Die Ruhe droht an vielen Orten

Die Frage ist dann noch, wann der
Verweis auf die eigene Überforderung (endgültig) in moralische und
geostrategische Selbstaufgabe mündet. Beunruhigen
sollte uns in dieser Hinsicht der Moment, in dem diese grausame Ruhe überhaupt erst einzukehren droht in ein
Land. Gerade droht sie immer größeren Teilen der Ukraine, sie droht
Georgien, sie droht perspektivisch Taiwan. Und es gibt und es schmerzen Orte,
um die es verdächtig ruhig geworden ist, Hongkong etwa oder Belarus.

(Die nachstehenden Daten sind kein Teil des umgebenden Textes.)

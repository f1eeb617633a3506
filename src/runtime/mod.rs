//! Run loop subsystem modules.

mod core;
pub(crate) mod driver;
pub mod fault;
pub(crate) mod queue;

pub(crate) use self::core::Core;
pub use self::core::RunLoop;
pub use fault::{FaultFn, FaultPolicy};
pub use queue::Lane;
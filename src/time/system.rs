//! Wall-clock timers backed by parked helper threads.
//!
//! Each [`SystemTimer`] owns one thread that sleeps on a condvar until its
//! deadline passes or the deadline changes. Resetting or stopping the timer
//! only updates the shared deadline and notifies the thread.

use crate::time::{Clock, Timer, TimerCallback};

use parking_lot::{Condvar, Mutex, MutexGuard};
use std::io;
use std::sync::Arc;
use std::thread;
use std::time::{Duration, Instant};

/// The process' monotonic clock.
#[derive(Clone, Copy, Debug, Default)]
pub struct SystemClock;

impl SystemClock {
    /// Creates a handle to the system clock.
    pub fn new() -> Self {
        Self
    }
}

impl Clock for SystemClock {
    fn now(&self) -> Instant {
        Instant::now()
    }

    fn timer(&self, callback: TimerCallback) -> io::Result<Box<dyn Timer>> {
        Ok(Box::new(SystemTimer::spawn(callback)?))
    }
}

struct TimerState {
    deadline: Option<Instant>,
    shutdown: bool,
}

struct Shared {
    state: Mutex<TimerState>,
    notify: Condvar,
}

/// A one-shot timer firing on its own helper thread.
///
/// Dropping the timer asks the helper thread to exit. The thread is not
/// joined: the drop may happen from inside the timer's own callback.
pub struct SystemTimer {
    shared: Arc<Shared>,
}

impl SystemTimer {
    /// Starts the helper thread for a new, disarmed timer.
    pub fn spawn(callback: TimerCallback) -> io::Result<Self> {
        let shared = Arc::new(Shared {
            state: Mutex::new(TimerState {
                deadline: None,
                shutdown: false,
            }),
            notify: Condvar::new(),
        });

        let worker = shared.clone();
        thread::Builder::new()
            .name("runloop-timer".to_string())
            .spawn(move || run(&worker, callback))?;

        Ok(Self { shared })
    }
}

impl Timer for SystemTimer {
    fn reset(&self, after: Duration) {
        let mut state = self.shared.state.lock();
        state.deadline = Some(Instant::now() + after);
        self.shared.notify.notify_one();
    }

    fn stop(&self) -> bool {
        let mut state = self.shared.state.lock();
        let was_armed = state.deadline.take().is_some();
        self.shared.notify.notify_one();
        was_armed
    }
}

impl Drop for SystemTimer {
    fn drop(&mut self) {
        let mut state = self.shared.state.lock();
        state.shutdown = true;
        state.deadline = None;
        self.shared.notify.notify_one();
    }
}

fn run(shared: &Shared, callback: TimerCallback) {
    let mut state = shared.state.lock();

    loop {
        if state.shutdown {
            break;
        }

        let Some(deadline) = state.deadline else {
            shared.notify.wait(&mut state);
            continue;
        };

        if Instant::now() < deadline {
            // Woken early either by a new deadline or by the timeout itself;
            // both cases are re-evaluated from the top.
            let _ = shared.notify.wait_until(&mut state, deadline);
            continue;
        }

        state.deadline = None;
        MutexGuard::unlocked(&mut state, || callback());
    }
}
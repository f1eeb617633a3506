//! Virtual time for deterministic tests.
//!
//! A [`ManualClock`] starts at the instant it was created and only moves forward
//! when [`ManualClock::advance`] is called. Timers created from it fire
//! synchronously on the advancing thread, in deadline order, while virtual time
//! is stepped to each deadline in turn.

use crate::time::{Clock, Timer, TimerCallback};
use crate::utils::Slab;

use parking_lot::Mutex;
use std::io;
use std::sync::{Arc, Weak};
use std::time::{Duration, Instant};

struct Registration {
    /// Offset from the clock's origin at which the timer fires.
    deadline: Option<Duration>,
    /// Arming order, breaks ties between equal deadlines.
    sequence: u64,
    callback: Arc<dyn Fn() + Send + Sync>,
}

struct ClockState {
    origin: Instant,
    elapsed: Duration,
    next_sequence: u64,
    timers: Slab<Registration>,
}

/// A clock whose time is advanced explicitly.
///
/// Cloning yields another handle to the same virtual time.
///
/// # Example
/// ```ignore
/// let clock = ManualClock::new();
/// let start = clock.now();
/// clock.advance(Duration::from_secs(3));
/// assert_eq!(clock.now() - start, Duration::from_secs(3));
/// ```
#[derive(Clone)]
pub struct ManualClock {
    state: Arc<Mutex<ClockState>>,
}

impl ManualClock {
    /// Creates a clock whose virtual time starts now, with no timers.
    pub fn new() -> Self {
        Self {
            state: Arc::new(Mutex::new(ClockState {
                origin: Instant::now(),
                elapsed: Duration::ZERO,
                next_sequence: 0,
                timers: Slab::new(4),
            })),
        }
    }

    /// Total virtual time elapsed since the clock was created.
    pub fn elapsed(&self) -> Duration {
        self.state.lock().elapsed
    }

    /// Number of timers currently armed.
    pub fn armed(&self) -> usize {
        self.state
            .lock()
            .timers
            .iter()
            .filter(|(_, timer)| timer.deadline.is_some())
            .count()
    }

    /// Moves virtual time forward by `by`, firing every timer whose deadline
    /// is reached along the way.
    ///
    /// Timers re-armed from inside a callback fire again in the same call if
    /// their new deadline still falls within the advanced window.
    pub fn advance(&self, by: Duration) {
        let target = self.state.lock().elapsed + by;

        loop {
            let callback = {
                let mut state = self.state.lock();

                let due = state
                    .timers
                    .iter()
                    .filter_map(|(index, timer)| {
                        timer
                            .deadline
                            .filter(|deadline| *deadline <= target)
                            .map(|deadline| (deadline, timer.sequence, index))
                    })
                    .min();

                let Some((deadline, _, index)) = due else {
                    state.elapsed = target;
                    break;
                };

                state.elapsed = state.elapsed.max(deadline);
                match state.timers.get_mut(index) {
                    Some(timer) => {
                        timer.deadline = None;
                        timer.callback.clone()
                    }
                    None => continue,
                }
            };

            callback();
        }
    }
}

impl Default for ManualClock {
    fn default() -> Self {
        Self::new()
    }
}

impl Clock for ManualClock {
    fn now(&self) -> Instant {
        let state = self.state.lock();
        state.origin + state.elapsed
    }

    fn timer(&self, callback: TimerCallback) -> io::Result<Box<dyn Timer>> {
        let index = self.state.lock().timers.insert(Registration {
            deadline: None,
            sequence: 0,
            callback: Arc::from(callback),
        });

        Ok(Box::new(ManualTimer {
            state: Arc::downgrade(&self.state),
            index,
        }))
    }
}

/// A timer registered with a [`ManualClock`].
struct ManualTimer {
    state: Weak<Mutex<ClockState>>,
    index: usize,
}

impl Timer for ManualTimer {
    fn reset(&self, after: Duration) {
        let Some(state) = self.state.upgrade() else {
            return;
        };
        let mut state = state.lock();

        let deadline = state.elapsed + after;
        let sequence = state.next_sequence;
        state.next_sequence += 1;

        if let Some(timer) = state.timers.get_mut(self.index) {
            timer.deadline = Some(deadline);
            timer.sequence = sequence;
        }
    }

    fn stop(&self) -> bool {
        let Some(state) = self.state.upgrade() else {
            return false;
        };
        let mut state = state.lock();

        state
            .timers
            .get_mut(self.index)
            .and_then(|timer| timer.deadline.take())
            .is_some()
    }
}

impl Drop for ManualTimer {
    fn drop(&mut self) {
        if let Some(state) = self.state.upgrade() {
            state.lock().timers.remove(self.index);
        }
    }
}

In diesem Sinn ist Ruhe nicht nur
kein hinreichendes Kriterium für Sicherheit, sie ist sogar immer seltener ein
gutes Zeichen. Schon droht in den USA die Ruhe, die entsteht, wenn Checks and
Balances brechen und ein paar Milliardäre Regierung als Geschäft hinter
verschlossenen Türen betreiben. Auch Deutschland droht viel Ruhe – etwa wo sich
demokratische Politikerinnen und Medien aus dem lokalen Geschehen zurückziehen.
Auch hier driftet absehbar immer mehr ins Verborgene, wenn auch natürlich
ungleich weniger dramatisch als in einer grausamen Diktatur.

Das aber beglaubigen die Bilder aus Syrien weit über
Syrien hinaus: dass man sich vor dem Verborgenen hüten sollte. Am besten, bevor
es in der Welt ist.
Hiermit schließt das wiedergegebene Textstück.